◆ What you have to do:
Transcribe the material from its first line onward, ending with the line that contains "targets are defined" and adding nothing beyond it.

◆ Listed entries:
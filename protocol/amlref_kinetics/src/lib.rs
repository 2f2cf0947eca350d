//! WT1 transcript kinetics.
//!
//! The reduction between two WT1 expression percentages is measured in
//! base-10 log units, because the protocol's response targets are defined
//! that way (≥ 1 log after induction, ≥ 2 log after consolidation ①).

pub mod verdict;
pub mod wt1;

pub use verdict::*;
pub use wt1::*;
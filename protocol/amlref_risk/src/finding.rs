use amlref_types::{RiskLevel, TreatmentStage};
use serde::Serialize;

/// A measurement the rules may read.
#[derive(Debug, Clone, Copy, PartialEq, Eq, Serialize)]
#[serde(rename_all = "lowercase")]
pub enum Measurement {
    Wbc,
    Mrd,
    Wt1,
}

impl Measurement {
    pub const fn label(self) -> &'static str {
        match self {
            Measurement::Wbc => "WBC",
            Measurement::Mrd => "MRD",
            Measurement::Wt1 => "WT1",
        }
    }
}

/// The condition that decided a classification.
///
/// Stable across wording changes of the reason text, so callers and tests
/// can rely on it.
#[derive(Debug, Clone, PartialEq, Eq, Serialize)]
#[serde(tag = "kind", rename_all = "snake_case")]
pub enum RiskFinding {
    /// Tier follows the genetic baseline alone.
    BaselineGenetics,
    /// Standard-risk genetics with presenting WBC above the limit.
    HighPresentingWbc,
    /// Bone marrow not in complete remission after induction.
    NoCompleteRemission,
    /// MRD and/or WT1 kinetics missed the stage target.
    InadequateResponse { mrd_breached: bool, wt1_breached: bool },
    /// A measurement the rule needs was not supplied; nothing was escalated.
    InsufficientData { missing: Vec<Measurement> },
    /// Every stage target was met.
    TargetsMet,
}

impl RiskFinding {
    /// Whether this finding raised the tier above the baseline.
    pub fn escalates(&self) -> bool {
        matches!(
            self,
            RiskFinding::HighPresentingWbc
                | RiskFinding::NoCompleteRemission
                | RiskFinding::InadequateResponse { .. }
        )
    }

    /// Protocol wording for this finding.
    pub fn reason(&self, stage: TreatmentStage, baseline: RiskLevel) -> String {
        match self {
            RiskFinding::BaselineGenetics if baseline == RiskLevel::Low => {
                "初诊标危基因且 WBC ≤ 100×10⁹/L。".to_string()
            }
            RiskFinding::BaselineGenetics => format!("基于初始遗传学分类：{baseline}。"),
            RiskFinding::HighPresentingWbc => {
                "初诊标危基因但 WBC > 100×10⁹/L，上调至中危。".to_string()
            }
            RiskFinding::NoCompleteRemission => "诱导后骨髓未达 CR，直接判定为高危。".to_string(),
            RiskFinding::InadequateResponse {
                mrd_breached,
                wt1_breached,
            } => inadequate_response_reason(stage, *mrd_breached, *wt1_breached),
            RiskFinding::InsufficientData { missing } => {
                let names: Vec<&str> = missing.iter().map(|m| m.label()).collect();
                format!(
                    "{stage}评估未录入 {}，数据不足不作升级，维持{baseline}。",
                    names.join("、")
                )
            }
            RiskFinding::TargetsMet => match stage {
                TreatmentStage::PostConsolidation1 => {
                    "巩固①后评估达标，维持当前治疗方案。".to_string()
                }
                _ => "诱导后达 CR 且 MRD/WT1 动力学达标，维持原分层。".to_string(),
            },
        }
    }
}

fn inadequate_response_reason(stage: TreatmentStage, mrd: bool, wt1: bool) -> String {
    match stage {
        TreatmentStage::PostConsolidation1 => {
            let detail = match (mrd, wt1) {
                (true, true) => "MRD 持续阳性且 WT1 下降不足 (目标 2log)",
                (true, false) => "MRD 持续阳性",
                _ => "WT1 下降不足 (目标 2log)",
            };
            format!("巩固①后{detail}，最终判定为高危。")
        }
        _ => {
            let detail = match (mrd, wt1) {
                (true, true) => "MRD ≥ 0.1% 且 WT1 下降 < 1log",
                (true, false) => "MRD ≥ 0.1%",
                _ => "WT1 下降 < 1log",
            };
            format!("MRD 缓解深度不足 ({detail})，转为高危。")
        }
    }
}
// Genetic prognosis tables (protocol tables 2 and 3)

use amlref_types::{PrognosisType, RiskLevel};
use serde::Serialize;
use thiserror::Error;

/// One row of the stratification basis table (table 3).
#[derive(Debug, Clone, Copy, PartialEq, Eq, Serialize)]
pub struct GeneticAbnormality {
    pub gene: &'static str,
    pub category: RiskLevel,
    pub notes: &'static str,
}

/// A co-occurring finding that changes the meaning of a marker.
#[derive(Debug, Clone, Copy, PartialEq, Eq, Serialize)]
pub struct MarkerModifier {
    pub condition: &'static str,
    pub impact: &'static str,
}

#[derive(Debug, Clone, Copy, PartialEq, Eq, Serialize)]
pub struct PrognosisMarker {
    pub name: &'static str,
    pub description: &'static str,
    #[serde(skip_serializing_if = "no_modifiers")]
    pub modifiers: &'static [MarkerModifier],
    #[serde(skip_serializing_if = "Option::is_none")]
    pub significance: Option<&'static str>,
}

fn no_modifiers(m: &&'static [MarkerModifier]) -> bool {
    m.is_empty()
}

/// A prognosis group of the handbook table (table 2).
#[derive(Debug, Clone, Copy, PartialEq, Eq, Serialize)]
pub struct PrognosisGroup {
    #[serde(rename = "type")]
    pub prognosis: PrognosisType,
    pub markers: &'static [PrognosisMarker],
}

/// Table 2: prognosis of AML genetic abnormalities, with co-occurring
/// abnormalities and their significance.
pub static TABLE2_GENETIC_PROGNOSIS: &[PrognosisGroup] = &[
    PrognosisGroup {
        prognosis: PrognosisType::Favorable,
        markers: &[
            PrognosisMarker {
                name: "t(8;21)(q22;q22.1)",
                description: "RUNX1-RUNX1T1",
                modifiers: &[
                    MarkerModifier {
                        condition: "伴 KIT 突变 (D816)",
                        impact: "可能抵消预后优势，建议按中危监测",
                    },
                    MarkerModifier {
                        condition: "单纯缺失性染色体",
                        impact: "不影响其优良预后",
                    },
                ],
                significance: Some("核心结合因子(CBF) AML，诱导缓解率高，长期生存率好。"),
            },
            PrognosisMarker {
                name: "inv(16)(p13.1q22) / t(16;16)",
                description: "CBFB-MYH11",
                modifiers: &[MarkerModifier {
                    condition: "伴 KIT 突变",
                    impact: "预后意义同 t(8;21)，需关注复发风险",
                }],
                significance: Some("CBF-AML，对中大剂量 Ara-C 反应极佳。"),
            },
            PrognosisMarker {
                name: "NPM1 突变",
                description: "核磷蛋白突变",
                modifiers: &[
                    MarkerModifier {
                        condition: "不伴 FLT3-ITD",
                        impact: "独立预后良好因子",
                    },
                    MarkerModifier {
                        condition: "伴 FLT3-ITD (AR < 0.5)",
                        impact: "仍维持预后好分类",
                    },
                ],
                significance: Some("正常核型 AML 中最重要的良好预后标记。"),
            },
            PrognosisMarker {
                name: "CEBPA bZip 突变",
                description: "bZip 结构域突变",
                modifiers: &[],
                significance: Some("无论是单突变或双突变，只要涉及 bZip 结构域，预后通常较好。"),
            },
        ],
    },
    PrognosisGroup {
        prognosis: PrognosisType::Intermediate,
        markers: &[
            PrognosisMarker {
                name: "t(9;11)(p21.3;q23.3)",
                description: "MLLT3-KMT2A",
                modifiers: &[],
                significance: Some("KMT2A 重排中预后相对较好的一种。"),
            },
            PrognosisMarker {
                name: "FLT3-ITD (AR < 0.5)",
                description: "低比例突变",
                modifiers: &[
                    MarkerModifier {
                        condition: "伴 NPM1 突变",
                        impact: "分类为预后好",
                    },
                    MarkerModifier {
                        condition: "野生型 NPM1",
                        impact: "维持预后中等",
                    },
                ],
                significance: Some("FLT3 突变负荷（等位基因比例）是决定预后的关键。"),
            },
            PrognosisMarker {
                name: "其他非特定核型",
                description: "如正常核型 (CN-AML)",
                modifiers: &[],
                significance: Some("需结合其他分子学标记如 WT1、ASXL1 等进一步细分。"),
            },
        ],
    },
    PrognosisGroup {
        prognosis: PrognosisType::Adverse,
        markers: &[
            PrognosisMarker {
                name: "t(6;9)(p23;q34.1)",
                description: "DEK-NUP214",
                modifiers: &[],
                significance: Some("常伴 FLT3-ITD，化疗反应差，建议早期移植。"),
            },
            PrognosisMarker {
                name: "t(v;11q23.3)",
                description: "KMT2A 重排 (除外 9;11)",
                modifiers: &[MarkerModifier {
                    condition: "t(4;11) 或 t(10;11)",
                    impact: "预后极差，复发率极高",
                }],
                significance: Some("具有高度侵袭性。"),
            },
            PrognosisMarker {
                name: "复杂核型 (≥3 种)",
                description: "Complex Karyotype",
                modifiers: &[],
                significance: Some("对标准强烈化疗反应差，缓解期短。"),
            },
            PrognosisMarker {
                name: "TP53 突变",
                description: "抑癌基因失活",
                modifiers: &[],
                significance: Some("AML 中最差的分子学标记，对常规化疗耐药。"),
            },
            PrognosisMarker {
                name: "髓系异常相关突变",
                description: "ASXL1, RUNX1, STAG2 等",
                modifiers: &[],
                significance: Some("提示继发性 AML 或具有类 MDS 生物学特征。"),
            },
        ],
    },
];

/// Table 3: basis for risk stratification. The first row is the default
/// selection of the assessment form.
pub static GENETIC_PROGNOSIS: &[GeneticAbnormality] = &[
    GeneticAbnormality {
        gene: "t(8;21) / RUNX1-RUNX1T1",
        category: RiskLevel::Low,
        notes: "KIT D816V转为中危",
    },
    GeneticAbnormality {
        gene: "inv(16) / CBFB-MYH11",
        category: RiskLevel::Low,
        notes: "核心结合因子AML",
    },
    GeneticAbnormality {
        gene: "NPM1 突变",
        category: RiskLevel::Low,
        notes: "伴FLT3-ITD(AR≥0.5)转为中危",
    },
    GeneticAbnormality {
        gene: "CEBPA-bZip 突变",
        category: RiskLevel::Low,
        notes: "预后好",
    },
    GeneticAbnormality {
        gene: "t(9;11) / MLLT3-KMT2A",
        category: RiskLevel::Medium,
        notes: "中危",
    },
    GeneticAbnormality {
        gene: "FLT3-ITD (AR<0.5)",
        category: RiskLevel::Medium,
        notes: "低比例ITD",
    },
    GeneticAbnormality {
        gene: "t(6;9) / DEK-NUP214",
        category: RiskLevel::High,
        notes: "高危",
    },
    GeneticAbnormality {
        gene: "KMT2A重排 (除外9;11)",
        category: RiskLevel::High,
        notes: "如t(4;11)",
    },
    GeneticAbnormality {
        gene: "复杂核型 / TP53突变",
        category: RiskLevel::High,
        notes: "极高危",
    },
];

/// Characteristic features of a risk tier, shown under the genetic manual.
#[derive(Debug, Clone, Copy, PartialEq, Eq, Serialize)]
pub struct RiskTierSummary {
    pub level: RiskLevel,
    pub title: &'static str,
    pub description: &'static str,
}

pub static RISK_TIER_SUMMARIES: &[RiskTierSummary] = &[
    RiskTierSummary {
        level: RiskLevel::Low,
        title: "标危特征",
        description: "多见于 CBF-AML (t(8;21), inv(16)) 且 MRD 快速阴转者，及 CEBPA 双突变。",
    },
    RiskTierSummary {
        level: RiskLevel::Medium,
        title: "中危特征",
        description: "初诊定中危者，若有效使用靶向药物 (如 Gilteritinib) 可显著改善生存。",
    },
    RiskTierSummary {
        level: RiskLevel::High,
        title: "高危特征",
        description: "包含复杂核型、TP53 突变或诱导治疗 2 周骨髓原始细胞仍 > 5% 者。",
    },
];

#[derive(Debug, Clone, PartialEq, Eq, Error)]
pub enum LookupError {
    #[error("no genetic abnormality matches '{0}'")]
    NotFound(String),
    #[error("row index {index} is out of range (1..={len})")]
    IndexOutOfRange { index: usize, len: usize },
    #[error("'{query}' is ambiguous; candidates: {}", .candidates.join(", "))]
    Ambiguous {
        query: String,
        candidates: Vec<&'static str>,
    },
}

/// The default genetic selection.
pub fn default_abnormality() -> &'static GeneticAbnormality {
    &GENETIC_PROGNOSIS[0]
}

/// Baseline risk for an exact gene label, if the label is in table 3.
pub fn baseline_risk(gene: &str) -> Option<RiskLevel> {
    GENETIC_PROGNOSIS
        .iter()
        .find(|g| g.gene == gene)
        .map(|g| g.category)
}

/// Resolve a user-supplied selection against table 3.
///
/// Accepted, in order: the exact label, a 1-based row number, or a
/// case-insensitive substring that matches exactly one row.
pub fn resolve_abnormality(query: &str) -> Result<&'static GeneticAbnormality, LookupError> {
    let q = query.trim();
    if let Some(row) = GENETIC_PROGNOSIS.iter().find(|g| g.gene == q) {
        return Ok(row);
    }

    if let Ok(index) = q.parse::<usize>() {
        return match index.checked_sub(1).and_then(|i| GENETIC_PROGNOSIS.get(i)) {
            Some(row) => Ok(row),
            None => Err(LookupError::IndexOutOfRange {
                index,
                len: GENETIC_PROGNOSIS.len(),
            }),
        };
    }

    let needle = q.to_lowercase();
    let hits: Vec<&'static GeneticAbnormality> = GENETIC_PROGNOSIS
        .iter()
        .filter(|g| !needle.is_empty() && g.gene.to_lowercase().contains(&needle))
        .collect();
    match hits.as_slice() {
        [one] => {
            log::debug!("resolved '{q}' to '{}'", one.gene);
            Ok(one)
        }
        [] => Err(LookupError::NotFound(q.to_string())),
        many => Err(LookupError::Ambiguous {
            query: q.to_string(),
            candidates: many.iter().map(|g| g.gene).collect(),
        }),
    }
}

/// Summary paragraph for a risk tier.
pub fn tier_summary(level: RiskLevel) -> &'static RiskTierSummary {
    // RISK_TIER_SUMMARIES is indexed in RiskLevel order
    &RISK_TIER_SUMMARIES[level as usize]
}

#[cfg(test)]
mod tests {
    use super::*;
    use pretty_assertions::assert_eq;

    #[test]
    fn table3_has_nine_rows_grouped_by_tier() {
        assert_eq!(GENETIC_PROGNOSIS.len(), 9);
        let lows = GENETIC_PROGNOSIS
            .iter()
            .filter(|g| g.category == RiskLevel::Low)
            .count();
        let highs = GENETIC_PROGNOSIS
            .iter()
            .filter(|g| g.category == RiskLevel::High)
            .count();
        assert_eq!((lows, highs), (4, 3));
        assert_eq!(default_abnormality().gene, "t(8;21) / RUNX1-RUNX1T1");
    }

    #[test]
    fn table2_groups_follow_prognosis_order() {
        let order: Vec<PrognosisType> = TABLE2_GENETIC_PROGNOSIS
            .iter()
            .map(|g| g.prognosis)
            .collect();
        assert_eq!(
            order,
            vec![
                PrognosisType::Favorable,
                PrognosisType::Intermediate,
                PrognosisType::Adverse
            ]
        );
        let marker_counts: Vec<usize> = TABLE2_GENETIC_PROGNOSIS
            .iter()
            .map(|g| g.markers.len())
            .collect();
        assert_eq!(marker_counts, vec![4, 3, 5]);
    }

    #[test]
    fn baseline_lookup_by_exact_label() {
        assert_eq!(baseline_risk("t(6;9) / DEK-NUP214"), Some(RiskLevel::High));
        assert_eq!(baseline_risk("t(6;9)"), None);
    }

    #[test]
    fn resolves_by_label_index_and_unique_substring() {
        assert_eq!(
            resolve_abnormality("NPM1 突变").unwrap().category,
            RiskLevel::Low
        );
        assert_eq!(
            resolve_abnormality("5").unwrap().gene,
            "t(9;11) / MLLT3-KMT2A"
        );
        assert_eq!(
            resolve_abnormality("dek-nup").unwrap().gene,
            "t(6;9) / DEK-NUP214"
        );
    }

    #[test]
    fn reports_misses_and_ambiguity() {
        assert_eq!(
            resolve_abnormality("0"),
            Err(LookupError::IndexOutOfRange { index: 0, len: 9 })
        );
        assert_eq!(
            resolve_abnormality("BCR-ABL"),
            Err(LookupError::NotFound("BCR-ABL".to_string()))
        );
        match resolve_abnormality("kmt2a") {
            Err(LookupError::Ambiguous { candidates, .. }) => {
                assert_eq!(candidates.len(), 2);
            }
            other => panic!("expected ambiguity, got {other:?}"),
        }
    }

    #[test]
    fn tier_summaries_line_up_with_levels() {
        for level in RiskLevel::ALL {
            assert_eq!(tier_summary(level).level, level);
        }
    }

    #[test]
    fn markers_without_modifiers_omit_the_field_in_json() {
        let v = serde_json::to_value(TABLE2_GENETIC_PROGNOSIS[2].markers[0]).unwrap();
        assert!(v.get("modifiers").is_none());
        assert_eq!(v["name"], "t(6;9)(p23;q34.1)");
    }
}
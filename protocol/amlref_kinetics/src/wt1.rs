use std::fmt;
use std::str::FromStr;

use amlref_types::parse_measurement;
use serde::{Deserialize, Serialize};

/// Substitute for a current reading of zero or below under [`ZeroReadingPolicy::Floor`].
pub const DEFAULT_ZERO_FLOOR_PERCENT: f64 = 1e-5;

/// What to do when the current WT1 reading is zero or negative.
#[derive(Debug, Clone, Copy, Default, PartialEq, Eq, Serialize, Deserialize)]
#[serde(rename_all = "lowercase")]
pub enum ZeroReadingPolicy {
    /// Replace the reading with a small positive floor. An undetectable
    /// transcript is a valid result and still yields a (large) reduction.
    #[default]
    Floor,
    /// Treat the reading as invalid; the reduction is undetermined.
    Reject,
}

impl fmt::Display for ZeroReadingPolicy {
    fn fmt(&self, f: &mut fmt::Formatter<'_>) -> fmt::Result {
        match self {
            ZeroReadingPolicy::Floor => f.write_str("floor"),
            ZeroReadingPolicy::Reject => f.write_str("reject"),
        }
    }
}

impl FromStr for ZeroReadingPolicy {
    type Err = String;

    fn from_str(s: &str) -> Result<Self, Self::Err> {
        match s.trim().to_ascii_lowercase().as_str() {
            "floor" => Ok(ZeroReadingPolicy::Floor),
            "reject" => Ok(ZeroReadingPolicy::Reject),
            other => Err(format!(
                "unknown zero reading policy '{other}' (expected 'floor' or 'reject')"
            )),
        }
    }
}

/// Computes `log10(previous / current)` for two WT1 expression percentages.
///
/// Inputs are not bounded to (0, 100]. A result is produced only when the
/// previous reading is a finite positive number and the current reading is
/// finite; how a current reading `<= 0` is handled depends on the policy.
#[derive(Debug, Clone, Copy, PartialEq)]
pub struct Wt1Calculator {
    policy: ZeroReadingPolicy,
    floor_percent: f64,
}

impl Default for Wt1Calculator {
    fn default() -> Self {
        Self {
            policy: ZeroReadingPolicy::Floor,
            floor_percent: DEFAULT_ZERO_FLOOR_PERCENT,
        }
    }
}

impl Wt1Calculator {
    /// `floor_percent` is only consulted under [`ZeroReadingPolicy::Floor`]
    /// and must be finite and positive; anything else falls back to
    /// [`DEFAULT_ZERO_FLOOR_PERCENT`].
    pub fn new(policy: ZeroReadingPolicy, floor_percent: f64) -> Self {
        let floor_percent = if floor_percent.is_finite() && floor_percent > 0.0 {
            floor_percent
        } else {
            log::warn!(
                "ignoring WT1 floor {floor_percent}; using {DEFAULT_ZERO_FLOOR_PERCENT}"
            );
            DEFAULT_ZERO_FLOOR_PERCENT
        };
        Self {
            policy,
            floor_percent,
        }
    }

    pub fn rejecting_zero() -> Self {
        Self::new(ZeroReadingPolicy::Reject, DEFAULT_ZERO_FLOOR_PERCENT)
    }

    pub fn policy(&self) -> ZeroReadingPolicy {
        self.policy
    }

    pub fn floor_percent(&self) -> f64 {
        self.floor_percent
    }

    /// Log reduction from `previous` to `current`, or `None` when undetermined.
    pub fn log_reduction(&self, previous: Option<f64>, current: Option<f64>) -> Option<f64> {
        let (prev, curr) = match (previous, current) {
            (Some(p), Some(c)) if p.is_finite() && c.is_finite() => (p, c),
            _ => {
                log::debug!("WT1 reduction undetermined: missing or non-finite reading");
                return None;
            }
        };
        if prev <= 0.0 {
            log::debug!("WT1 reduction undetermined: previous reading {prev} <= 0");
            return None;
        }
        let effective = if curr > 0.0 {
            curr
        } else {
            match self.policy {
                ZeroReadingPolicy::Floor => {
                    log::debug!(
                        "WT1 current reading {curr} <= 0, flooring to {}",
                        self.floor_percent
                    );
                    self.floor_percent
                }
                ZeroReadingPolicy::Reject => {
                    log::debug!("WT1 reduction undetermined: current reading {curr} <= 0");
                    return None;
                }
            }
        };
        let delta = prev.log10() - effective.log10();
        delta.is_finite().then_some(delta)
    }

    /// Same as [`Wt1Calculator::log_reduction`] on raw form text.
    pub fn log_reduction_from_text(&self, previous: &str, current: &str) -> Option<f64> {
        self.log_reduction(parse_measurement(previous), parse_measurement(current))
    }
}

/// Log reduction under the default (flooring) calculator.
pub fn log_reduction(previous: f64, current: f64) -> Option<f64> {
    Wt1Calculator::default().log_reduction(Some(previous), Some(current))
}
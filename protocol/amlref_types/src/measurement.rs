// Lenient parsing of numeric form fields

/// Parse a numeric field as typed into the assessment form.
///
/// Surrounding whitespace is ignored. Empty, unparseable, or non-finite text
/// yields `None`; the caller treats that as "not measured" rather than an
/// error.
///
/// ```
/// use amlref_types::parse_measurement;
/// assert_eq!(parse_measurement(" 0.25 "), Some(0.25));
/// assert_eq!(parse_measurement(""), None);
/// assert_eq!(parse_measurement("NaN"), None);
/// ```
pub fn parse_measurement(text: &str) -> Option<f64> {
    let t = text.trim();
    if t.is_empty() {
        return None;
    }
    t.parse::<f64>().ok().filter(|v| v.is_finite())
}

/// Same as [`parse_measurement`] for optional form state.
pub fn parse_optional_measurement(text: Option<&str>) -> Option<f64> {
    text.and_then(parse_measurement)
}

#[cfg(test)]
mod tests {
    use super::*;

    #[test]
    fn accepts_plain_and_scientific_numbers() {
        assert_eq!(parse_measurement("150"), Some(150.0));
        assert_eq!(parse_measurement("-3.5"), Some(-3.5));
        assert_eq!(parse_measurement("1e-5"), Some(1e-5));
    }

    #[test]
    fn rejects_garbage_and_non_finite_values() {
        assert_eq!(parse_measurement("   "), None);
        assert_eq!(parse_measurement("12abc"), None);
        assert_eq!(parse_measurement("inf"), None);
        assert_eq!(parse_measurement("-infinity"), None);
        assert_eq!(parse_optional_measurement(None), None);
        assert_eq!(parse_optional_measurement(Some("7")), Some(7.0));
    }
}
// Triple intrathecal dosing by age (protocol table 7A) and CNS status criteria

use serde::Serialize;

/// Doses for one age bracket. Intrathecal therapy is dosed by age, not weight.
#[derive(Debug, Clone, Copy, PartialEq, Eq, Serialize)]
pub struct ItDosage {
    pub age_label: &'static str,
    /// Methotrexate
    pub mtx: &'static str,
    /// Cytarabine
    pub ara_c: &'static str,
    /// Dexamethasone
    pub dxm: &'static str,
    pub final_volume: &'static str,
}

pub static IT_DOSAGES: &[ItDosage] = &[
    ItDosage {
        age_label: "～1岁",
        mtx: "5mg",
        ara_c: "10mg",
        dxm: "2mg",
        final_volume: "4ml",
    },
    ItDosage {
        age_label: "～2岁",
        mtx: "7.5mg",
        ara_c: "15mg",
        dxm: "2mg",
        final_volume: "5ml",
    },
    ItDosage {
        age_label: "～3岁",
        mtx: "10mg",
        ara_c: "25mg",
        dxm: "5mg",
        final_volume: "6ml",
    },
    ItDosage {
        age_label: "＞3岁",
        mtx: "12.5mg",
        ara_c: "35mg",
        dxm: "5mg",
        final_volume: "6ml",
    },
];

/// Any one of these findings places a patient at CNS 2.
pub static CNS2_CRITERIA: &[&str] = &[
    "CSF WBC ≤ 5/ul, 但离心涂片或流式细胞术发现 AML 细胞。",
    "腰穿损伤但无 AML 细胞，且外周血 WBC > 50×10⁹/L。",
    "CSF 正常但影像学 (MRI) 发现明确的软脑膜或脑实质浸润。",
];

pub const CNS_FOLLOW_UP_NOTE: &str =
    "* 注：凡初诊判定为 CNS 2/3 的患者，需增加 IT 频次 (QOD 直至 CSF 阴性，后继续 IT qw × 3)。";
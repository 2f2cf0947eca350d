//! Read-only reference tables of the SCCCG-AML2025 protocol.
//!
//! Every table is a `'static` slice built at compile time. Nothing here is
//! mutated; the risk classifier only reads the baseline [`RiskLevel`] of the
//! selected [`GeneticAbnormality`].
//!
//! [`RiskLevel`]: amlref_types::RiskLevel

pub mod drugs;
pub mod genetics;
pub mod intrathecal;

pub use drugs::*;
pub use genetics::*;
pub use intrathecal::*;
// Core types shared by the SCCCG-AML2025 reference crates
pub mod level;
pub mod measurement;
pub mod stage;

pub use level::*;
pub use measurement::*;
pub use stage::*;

◆ Answer for this exercise:
filename protocol/amlref_kinetics/src/lib.rs
repository 2f2cf0947eca350d
//! WT1 transcript kinetics.
//!
//! The reduction between two WT1 expression percentages is measured in
//! base-10 log units, because the protocol's response targets are defined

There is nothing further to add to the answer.